Tiguadege Na (Chicken Peanut Stew)
Tiguadege Na, meaning 'meat in peanut butter sauce,' is considered Mali's national dish. This rich and flavorful stew features tender chicken simmered in a creamy peanut and tomato-based sauce with vegetables. It's a hearty and comforting meal, traditionally served over rice or millet porridge.

🧂 Ingredients
- 1.5 lb Chicken thighs(boneless, skinless, cut into bite-sized pieces)
- 2 tbsp Olive oil
- 1 cup Onion(chopped)
- 1 tbsp Fresh ginger(minced)
- 2 cloves Garlic(minced)
- 1.5 tsp Ground coriander
- 0.25 tsp Cayenne pepper(or to taste)
- 1 can (15.5 oz) Diced tomatoes(undrained)
- 1 medium Sweet potato(peeled and cut into 1-inch cubes)
- 0.5 cup Creamy peanut butter(all-natural, no added sugar)
- 0.75 cup Low-sodium chicken broth
- 0.25 cup Fresh cilantro(chopped, plus more for garnish)
- 2 tbsp Unsalted peanuts(roughly chopped, for garnish)
- 1 tsp Salt(or to taste)
- 0.25 tsp Black pepper(freshly ground, or to taste)
👨🍳 Instructions
- 1
Trim excess fat from chicken thighs, cut into bite-sized pieces, and set aside.
💡 Tip: Ensure pieces are relatively uniform in size for even cooking. - 2
Heat olive oil in a large, heavy skillet over medium heat.
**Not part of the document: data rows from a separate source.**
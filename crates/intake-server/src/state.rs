use std::sync::Arc;

use crate::pipeline::IntakePipeline;

/// Shared state handed to every handler.
#[derive(Clone)]
pub struct AppState {
    pub pipeline: Arc<IntakePipeline>,
    pub max_body_bytes: usize,
}

impl AppState {
    pub fn new(pipeline: Arc<IntakePipeline>, max_body_bytes: usize) -> Self {
        Self {
            pipeline,
            max_body_bytes,
        }
    }
}
//! Log name validation.
//!
//! Valid log names:
//! - Must be non-empty
//! - May only contain lowercase ASCII letters, digits, `_` and `-`
//!
//! The grammar keeps names safe to use directly as file stems: no path
//! separators, no dots, no case folding surprises.

use std::fmt;

use serde::{Serialize, Serializer};

use crate::error::TypeError;

/// A validated log name matching `[a-z0-9_-]+`.
#[derive(Clone, Debug, PartialEq, Eq, Hash, PartialOrd, Ord)]
pub struct LogName(String);

impl LogName {
    /// Validate and wrap a log name.
    ///
    /// # Examples
    ///
    /// ```
    /// use intake_types::LogName;
    ///
    /// assert!(LogName::parse("waitlist").is_ok());
    /// assert!(LogName::parse("partner_2024-q1").is_ok());
    /// assert!(LogName::parse("").is_err());
    /// assert!(LogName::parse("Waitlist").is_err());
    /// assert!(LogName::parse("../etc").is_err());
    /// ```
    pub fn parse(name: &str) -> Result<Self, TypeError> {
        if name.is_empty() {
            return Err(TypeError::InvalidLogName {
                name: name.to_string(),
                reason: "log name must not be empty",
            });
        }
        if !name.bytes().all(is_log_name_byte) {
            return Err(TypeError::InvalidLogName {
                name: name.to_string(),
                reason: "only lowercase letters, digits, '_' and '-' are allowed",
            });
        }
        Ok(Self(name.to_string()))
    }

    /// Wrap a name known at compile time to be valid.
    pub(crate) fn from_static(name: &'static str) -> Self {
        debug_assert!(!name.is_empty() && name.bytes().all(is_log_name_byte));
        Self(name.to_string())
    }

    pub fn as_str(&self) -> &str {
        &self.0
    }
}

fn is_log_name_byte(b: u8) -> bool {
    matches!(b, b'a'..=b'z' | b'0'..=b'9' | b'_' | b'-')
}

impl fmt::Display for LogName {
    fn fmt(&self, f: &mut fmt::Formatter<'_>) -> fmt::Result {
        f.write_str(&self.0)
    }
}

impl AsRef<str> for LogName {
    fn as_ref(&self) -> &str {
        &self.0
    }
}

impl Serialize for LogName {
    fn serialize<S: Serializer>(&self, serializer: S) -> Result<S::Ok, S::Error> {
        serializer.serialize_str(&self.0)
    }
}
Add chopped onion and sauté until soft and translucent, about 4-5 minutes.
- 3
Add minced ginger and sauté for an additional minute until fragrant. Then add minced garlic and cook for another minute.
- 4
Raise heat to medium-high, add chicken pieces, and cook, stirring constantly, until no longer pink on the outside, about 2-2.5 minutes.
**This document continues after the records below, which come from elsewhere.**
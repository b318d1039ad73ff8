use chrono::{DateTime, Utc};
use serde::{Deserialize, Serialize};

/// One line of a log: the sanitized payload wrapped with its capture time.
///
/// Entries are immutable once written and carry no identifier; their
/// position in the log is the only ordering signal.
#[derive(Clone, Debug, PartialEq, Serialize, Deserialize)]
#[serde(rename_all = "camelCase")]
pub struct StoredEntry<T> {
    /// Capture time, serialized as ISO-8601 UTC with millisecond precision.
    #[serde(with = "iso_millis")]
    pub received_at: DateTime<Utc>,
    pub payload: T,
}

impl<T> StoredEntry<T> {
    /// Wrap a payload with the current time.
    pub fn capture(payload: T) -> Self {
        Self::at(Utc::now(), payload)
    }

    /// Wrap a payload with an explicit capture time.
    pub fn at(received_at: DateTime<Utc>, payload: T) -> Self {
        Self {
            received_at,
            payload,
        }
    }
}

/// Result of a store attempt, decoupled from whether the request was accepted.
#[derive(Clone, Copy, Debug, PartialEq, Eq, Serialize, Deserialize)]
pub struct PersistOutcome {
    pub persisted: bool,
}

impl PersistOutcome {
    pub const fn persisted() -> Self {
        Self { persisted: true }
    }

    pub const fn dropped() -> Self {
        Self { persisted: false }
    }
}

mod iso_millis {
    use chrono::{DateTime, SecondsFormat, Utc};
    use serde::{Deserialize, Deserializer, Serializer};

    pub fn serialize<S: Serializer>(ts: &DateTime<Utc>, serializer: S) -> Result<S::Ok, S::Error> {
        serializer.serialize_str(&ts.to_rfc3339_opts(SecondsFormat::Millis, true))
    }

    pub fn deserialize<'de, D>(deserializer: D) -> Result<DateTime<Utc>, D::Error>
    where
        D: Deserializer<'de>,
    {
        let raw = String::deserialize(deserializer)?;
        DateTime::parse_from_rfc3339(&raw)
            .map(|ts| ts.with_timezone(&Utc))
            .map_err(serde::de::Error::custom)
    }
}

#[cfg(test)]
mod tests {
    use super::*;
    use chrono::TimeZone;
    use serde_json::json;

    #[test]
    fn entry_serializes_camel_case_with_millis() {
        let ts = Utc.with_ymd_and_hms(2024, 3, 9, 14, 5, 0).unwrap();
        let entry = StoredEntry::at(ts, json!({"email": "a@b.com"}));
        let line = serde_json::to_string(&entry).unwrap();
        assert_eq!(
            line,
            r#"{"receivedAt":"2024-03-09T14:05:00.000Z","payload":{"email":"a@b.com"}}"#
        );
    }

    #[test]
    fn entry_parses_back() {
        let line = r#"{"receivedAt":"2024-03-09T14:05:00.250Z","payload":{"n":1}}"#;
        let entry: StoredEntry<serde_json::Value> = serde_json::from_str(line).unwrap();
        assert_eq!(entry.payload["n"], 1);
        assert_eq!(serde_json::to_string(&entry).unwrap(), line);
    }

    #[test]
    fn capture_uses_now() {
        let before = Utc::now();
        let entry = StoredEntry::capture(());
        assert!(entry.received_at >= before);
    }

    #[test]
    fn persist_outcome_shape() {
        assert_eq!(
            serde_json::to_value(PersistOutcome::persisted()).unwrap(),
            json!({"persisted": true})
        );
        assert!(!PersistOutcome::dropped().persisted);
    }
}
💡 Tip: Don't overcrowd the pan; cook in batches if necessary. - 5
Add ground coriander and cayenne pepper. Season lightly with salt and black pepper. Stir to combine.
💡 Tip: Adjust cayenne pepper to your spice preference. - 6
Stir in the undrained diced tomatoes and cubed sweet potato. Combine well.
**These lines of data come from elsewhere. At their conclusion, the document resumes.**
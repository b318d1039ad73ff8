//! HTTP server for Intake.
//!
//! Hosts the partnership and waitlist submission endpoints. Each request
//! runs through the [`IntakePipeline`]: the kind's validator decides, the
//! append store records best-effort, and the handler answers with an
//! [`ApiEnvelope`]. Accepted submissions get `200` even when the store could
//! not persist them; `data.persisted` says which.

pub mod config;
pub mod envelope;
pub mod error;
pub mod handler;
pub mod pipeline;
pub mod router;
pub mod server;
pub mod state;

pub use config::ServerConfig;
pub use envelope::{ApiEnvelope, ErrorCode};
pub use error::{ApiError, ApiResult, ServerError, ServerResult};
pub use pipeline::IntakePipeline;
pub use router::{build_router, endpoints};
pub use server::IntakeServer;
pub use state::AppState;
💡 Tip: Ensure sweet potato is evenly distributed. - 7
In a small bowl, whisk together the peanut butter and chicken broth until smooth. This prevents lumps.
💡 Tip: Using warm broth can help the peanut butter dissolve more easily. - 8
Pour the peanut butter mixture into the skillet. Stir to combine with the chicken and vegetable mixture. Bring to a simmer.
💡 Tip: Stir continuously as you add the peanut butter mixture. - 9
Reduce heat to medium-low, cover the skillet, and simmer until the sweet potatoes are tender when pierced with a knife, about 12-15 minutes.
💡 Tip: Stir occasionally to prevent sticking. - 10
Taste and adjust seasonings as needed. Remove from heat and stir in the chopped cilantro.
💡 Tip: Add more salt or pepper if required. - 11
Transfer the stew to a serving dish. Garnish with chopped peanuts and extra cilantro. Serve hot with steamed rice or couscous.
💡 Tip: Ensure garnishes are evenly distributed.
💡 Pro Tips
- ✓Use all-natural peanut butter without added sugar or hydrogenated oils for the best flavor and consistency.
- ✓Adjust the amount of cayenne pepper to control the spice level.
- ✓This stew tastes even better the next day as the flavors meld.
🔄 Variations
- Add other root vegetables like carrots or turnips.
- For a vegetarian version, substitute chicken with firm tofu or extra vegetables.
- Serve with millet porridge or fufu instead of rice.